Exercise objective: Count the lines that contain the string "identity" in the records beneath, and respond with the number only.

Source information:
□ □ □ □ □

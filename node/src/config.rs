// Copyright (c) 2025 Varshith Gudur. Licensed under AGPLv3.
//! Node configuration.
//!
//! One JSON document drives all four roles: where the sources keep their
//! inventories, where the hand-off folders live, which base URL each
//! declared source identity maps to, and the polling cadence. Intervals are
//! configurable so tests can run the identical protocol at millisecond
//! scale; attempt counts never change.

use crate::errors::NodeError;
use serde::{Deserialize, Serialize};
use std::collections::BTreeMap;
use std::net::SocketAddr;
use std::path::{Path, PathBuf};
use std::time::Duration;
use voltura_core::policy::SecurityPolicy;
use voltura_core::Version;

#[derive(Debug, Clone, Serialize, Deserialize)]
pub struct NodeConfig {
    /// Declared source identity -> base URL. The agent resolves download
    /// endpoints through this map using whatever identity an offer claims.
    pub source_urls: BTreeMap<String, String>,
    /// Identities to query during a check, in tie-break order (trusted
    /// source first).
    pub check_order: Vec<String>,

    /// Trusted source inventory.
    pub oem_content_dir: PathBuf,
    /// Adversarial source inventory.
    pub malicious_content_dir: PathBuf,
    /// Receiver's watched inbound folder (agent deposits here).
    pub inbound_dir: PathBuf,
    /// Acknowledgment folder (receiver posts, agent consumes).
    pub ack_dir: PathBuf,
    /// Agent's staging area for in-flight downloads.
    pub download_dir: PathBuf,
    /// Agent's persisted version record.
    pub agent_record_path: PathBuf,

    pub oem_bind: SocketAddr,
    pub malicious_bind: SocketAddr,

    /// One protocol time unit, in milliseconds (ack poll and folder poll).
    pub poll_interval_ms: u64,
    /// Hard bound on ack polling attempts.
    pub ack_attempts: u32,
    /// Delay per simulated flash write step, in milliseconds.
    pub flash_step_ms: u64,
    /// Pause after a role-level fault before the loop resumes.
    pub recovery_pause_ms: u64,

    pub checksum_verification_enabled: bool,
    pub resilience_enabled: bool,

    /// Version the agent starts from when no record exists yet.
    pub initial_version: Version,
}

impl Default for NodeConfig {
    fn default() -> Self {
        let mut source_urls = BTreeMap::new();
        source_urls.insert("oem".to_string(), "http://127.0.0.1:5000".to_string());
        source_urls.insert("malicious".to_string(), "http://127.0.0.1:5001".to_string());
        NodeConfig {
            source_urls,
            check_order: vec!["oem".to_string(), "malicious".to_string()],
            oem_content_dir: PathBuf::from("updates"),
            malicious_content_dir: PathBuf::from("malicious_updates"),
            inbound_dir: PathBuf::from("inbound"),
            ack_dir: PathBuf::from("acks"),
            download_dir: PathBuf::from("downloads"),
            agent_record_path: PathBuf::from("agent_record.json"),
            oem_bind: "127.0.0.1:5000".parse().unwrap(),
            malicious_bind: "127.0.0.1:5001".parse().unwrap(),
            poll_interval_ms: 1000,
            ack_attempts: 30,
            flash_step_ms: 600,
            recovery_pause_ms: 5000,
            checksum_verification_enabled: true,
            resilience_enabled: true,
            initial_version: Version::new(1, 0),
        }
    }
}

impl NodeConfig {
    pub fn load(path: &Path) -> Result<Self, NodeError> {
        let data = std::fs::read_to_string(path)?;
        serde_json::from_str(&data).map_err(|e| NodeError::InvalidInput(e.to_string()))
    }

    pub fn save(&self, path: &Path) -> Result<(), NodeError> {
        let data = serde_json::to_string_pretty(self)
            .map_err(|e| NodeError::InvalidInput(e.to_string()))?;
        std::fs::write(path, data)?;
        Ok(())
    }

    /// Load `path` if it exists, otherwise write the defaults there first.
    pub fn load_or_init(path: &Path) -> Result<Self, NodeError> {
        if path.exists() {
            NodeConfig::load(path)
        } else {
            let cfg = NodeConfig::default();
            cfg.save(path)?;
            Ok(cfg)
        }
    }

    pub fn poll_interval(&self) -> Duration {
        Duration::from_millis(self.poll_interval_ms)
    }

    pub fn flash_step(&self) -> Duration {
        Duration::from_millis(self.flash_step_ms)
    }

    pub fn recovery_pause(&self) -> Duration {
        Duration::from_millis(self.recovery_pause_ms)
    }

    /// Fresh policy handle seeded from the configured flags.
    pub fn policy(&self) -> SecurityPolicy {
        SecurityPolicy::new(self.checksum_verification_enabled, self.resilience_enabled)
    }

    pub fn url_for(&self, source: &str) -> Option<&str> {
        self.source_urls.get(source).map(String::as_str)
    }
}

#[cfg(test)]
mod tests {
    use super::*;

    #[test]
    fn test_roundtrip() {
        let dir = tempfile::tempdir().unwrap();
        let path = dir.path().join("voltura.json");

        let cfg = NodeConfig::load_or_init(&path).unwrap();
        assert!(path.exists());
        let again = NodeConfig::load(&path).unwrap();
        assert_eq!(cfg.check_order, again.check_order);
        assert_eq!(cfg.ack_attempts, 30);
        assert_eq!(again.initial_version, Version::new(1, 0));
    }

    #[test]
    fn test_check_order_puts_trusted_first() {
        let cfg = NodeConfig::default();
        assert_eq!(cfg.check_order[0], "oem");
        assert!(cfg.url_for("oem").is_some());
        assert!(cfg.url_for("unknown").is_none());
    }
}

□ □ □ □ □

Solution below: 3